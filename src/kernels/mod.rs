//! Named numeric kernels.
//!
//! Kernels are pure functions matching one dispatcher signature. The
//! registry validates their parameters and routes them to the dispatcher.

pub mod builtin;
pub mod registry;

pub use registry::{
    Kernel, KernelEntry, KernelMetadata, KernelParam, KernelRegistry, Signature,
};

____

Problem requirements: Every line above is to be transcribed exactly, with nothing missed.

Written answer:
filename src/kernels/mod.rs
//! Named numeric kernels.
//!
//! Kernels are pure functions matching one dispatcher signature. The
//! registry validates their parameters and routes them to the dispatcher.

pub mod builtin;
pub mod registry;

pub use registry::{
    Kernel, KernelEntry, KernelMetadata, KernelParam, KernelRegistry, Signature,
};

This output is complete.